● EXERCISE AIM:
There is a line containing "let mut account = holder(i64::MIN, 0);" in the entries below. Repeat that line and every line after it exactly, and nothing more.

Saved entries
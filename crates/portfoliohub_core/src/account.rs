//! Accounts and balance arithmetic.

use crate::{AccountId, Role};
use chrono::{DateTime, Utc};
use portfoliohub_error::{LedgerError, LedgerErrorKind};
use serde::{Deserialize, Serialize};

/// A registered member with a role and two balances.
///
/// Stored in the `users` collection.
#[derive(Debug, Clone, PartialEq, Eq, Serialize, Deserialize)]
#[serde(rename_all = "camelCase")]
pub struct Account {
    /// Identity provider id
    pub id: AccountId,
    /// Current role
    pub role: Role,
    /// Earned currency
    pub points: i64,
    /// Spendable currency (1 credit = 1 hour of listing visibility)
    pub credits: i64,
    /// Public name
    pub display_name: String,
    /// Optional profile description
    #[serde(default, skip_serializing_if = "Option::is_none")]
    pub description: Option<String>,
    /// Account creation time
    pub created_at: DateTime<Utc>,
}

impl Account {
    /// Create a fresh member account holding the signup bonus.
    ///
    /// # Examples
    ///
    /// ```
    /// use portfoliohub_core::{Account, AccountId, Role};
    ///
    /// let account = Account::new_member(AccountId::from("a"), "Ada", None, 25, chrono::Utc::now());
    /// assert_eq!(account.role, Role::Member);
    /// assert_eq!(account.points, 25);
    /// assert_eq!(account.credits, 0);
    /// ```
    pub fn new_member(
        id: AccountId,
        display_name: impl Into<String>,
        description: Option<String>,
        signup_bonus: i64,
        now: DateTime<Utc>,
    ) -> Self {
        Self {
            id,
            role: Role::Member,
            points: signup_bonus,
            credits: 0,
            display_name: display_name.into(),
            description,
            created_at: now,
        }
    }

    /// Current balances.
    pub fn balances(&self) -> Balances {
        Balances {
            points: self.points,
            credits: self.credits,
        }
    }

    /// Read one balance.
    pub fn balance(&self, field: BalanceField) -> i64 {
        match field {
            BalanceField::Points => self.points,
            BalanceField::Credits => self.credits,
        }
    }

    /// Apply a delta without a negative-balance guard.
    ///
    /// Both counters change or neither does.
    ///
    /// # Errors
    ///
    /// `BalanceOverflow` when either counter would leave the `i64` range.
    pub fn apply(&mut self, delta: &BalanceDelta) -> Result<(), LedgerError> {
        let points = checked_balance(BalanceField::Points, self.points, delta.points)?;
        let credits = checked_balance(BalanceField::Credits, self.credits, delta.credits)?;
        self.points = points;
        self.credits = credits;
        Ok(())
    }

    /// Apply a field-wise update, leaving unset fields untouched.
    pub fn apply_update(&mut self, update: &AccountUpdate) {
        if let Some(role) = update.role {
            self.role = role;
        }
        if let Some(points) = update.points {
            self.points = points;
        }
        if let Some(credits) = update.credits {
            self.credits = credits;
        }
        if let Some(name) = &update.display_name {
            self.display_name = name.clone();
        }
        if let Some(description) = &update.description {
            self.description = Some(description.clone());
        }
    }
}

fn checked_balance(field: BalanceField, current: i64, delta: i64) -> Result<i64, LedgerError> {
    current.checked_add(delta).ok_or_else(|| {
        LedgerError::new(LedgerErrorKind::BalanceOverflow {
            field: field.to_string(),
            current,
            delta,
        })
    })
}

/// The two counters on an account.
#[derive(Debug, Clone, Copy, PartialEq, Eq, Hash, Default, Serialize, Deserialize)]
pub struct Balances {
    /// Points balance
    pub points: i64,
    /// Credits balance
    pub credits: i64,
}

/// Names one balance counter.
#[derive(
    Debug,
    Clone,
    Copy,
    PartialEq,
    Eq,
    Hash,
    Serialize,
    Deserialize,
    strum::Display,
    strum::EnumString,
)]
#[serde(rename_all = "lowercase")]
#[strum(serialize_all = "lowercase")]
pub enum BalanceField {
    /// Earned currency
    Points,
    /// Spendable currency
    Credits,
}

/// Signed change to both counters, applied as one atomic increment.
///
/// # Examples
///
/// ```
/// use portfoliohub_core::{BalanceDelta, BalanceField};
///
/// let purchase = BalanceDelta::points(-20).and_credits(6);
/// assert_eq!(purchase.get(BalanceField::Points), -20);
/// assert_eq!(purchase.get(BalanceField::Credits), 6);
/// ```
#[derive(Debug, Clone, Copy, PartialEq, Eq, Hash, Default, Serialize, Deserialize)]
pub struct BalanceDelta {
    /// Change to points
    pub points: i64,
    /// Change to credits
    pub credits: i64,
}

impl BalanceDelta {
    /// Delta touching only one field.
    pub fn of(field: BalanceField, amount: i64) -> Self {
        match field {
            BalanceField::Points => Self::points(amount),
            BalanceField::Credits => Self::credits(amount),
        }
    }

    /// Points-only delta.
    pub fn points(amount: i64) -> Self {
        Self {
            points: amount,
            credits: 0,
        }
    }

    /// Credits-only delta.
    pub fn credits(amount: i64) -> Self {
        Self {
            points: 0,
            credits: amount,
        }
    }

    /// Add a credits component.
    pub fn and_credits(mut self, amount: i64) -> Self {
        self.credits += amount;
        self
    }

    /// Component for one field.
    pub fn get(&self, field: BalanceField) -> i64 {
        match field {
            BalanceField::Points => self.points,
            BalanceField::Credits => self.credits,
        }
    }

    /// True when the delta changes nothing.
    pub fn is_zero(&self) -> bool {
        self.points == 0 && self.credits == 0
    }
}

/// Direct overwrite of account fields (admin override path).
#[derive(Debug, Clone, Default, PartialEq, Eq, Serialize, Deserialize)]
pub struct AccountUpdate {
    /// New role
    pub role: Option<Role>,
    /// New points balance
    pub points: Option<i64>,
    /// New credits balance
    pub credits: Option<i64>,
    /// New display name
    pub display_name: Option<String>,
    /// New description
    pub description: Option<String>,
}

#[cfg(test)]
mod tests {
    use super::*;

    fn holder(points: i64, credits: i64) -> Account {
        let mut account = Account::new_member(AccountId::from("a"), "A", None, points, Utc::now());
        account.credits = credits;
        account
    }

    #[test]
    fn test_apply_moves_both_counters() {
        let mut account = holder(25, 0);
        account.apply(&BalanceDelta::points(-5).and_credits(1)).unwrap();
        assert_eq!(account.balances(), Balances { points: 20, credits: 1 });
    }

    #[test]
    fn test_apply_rejects_overflow_without_partial_write() {
        let mut account = holder(10, i64::MAX);
        let err = account
            .apply(&BalanceDelta::points(5).and_credits(1))
            .unwrap_err();
        assert_eq!(
            err.kind,
            LedgerErrorKind::BalanceOverflow {
                field: "credits".to_string(),
                current: i64::MAX,
                delta: 1,
            }
        );
        assert_eq!(account.balances(), Balances { points: 10, credits: i64::MAX });
    }

    #[test]
    fn test_apply_rejects_underflow() {
        let mut account = holder(i64::MIN, 0);
        assert!(account.apply(&BalanceDelta::points(-1)).is_err());
        assert_eq!(account.points, i64::MIN);
    }
}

● EXERCISE OUTPUT:
        let mut account = holder(i64::MIN, 0);
        assert!(account.apply(&BalanceDelta::points(-1)).is_err());
        assert_eq!(account.points, i64::MIN);
    }
}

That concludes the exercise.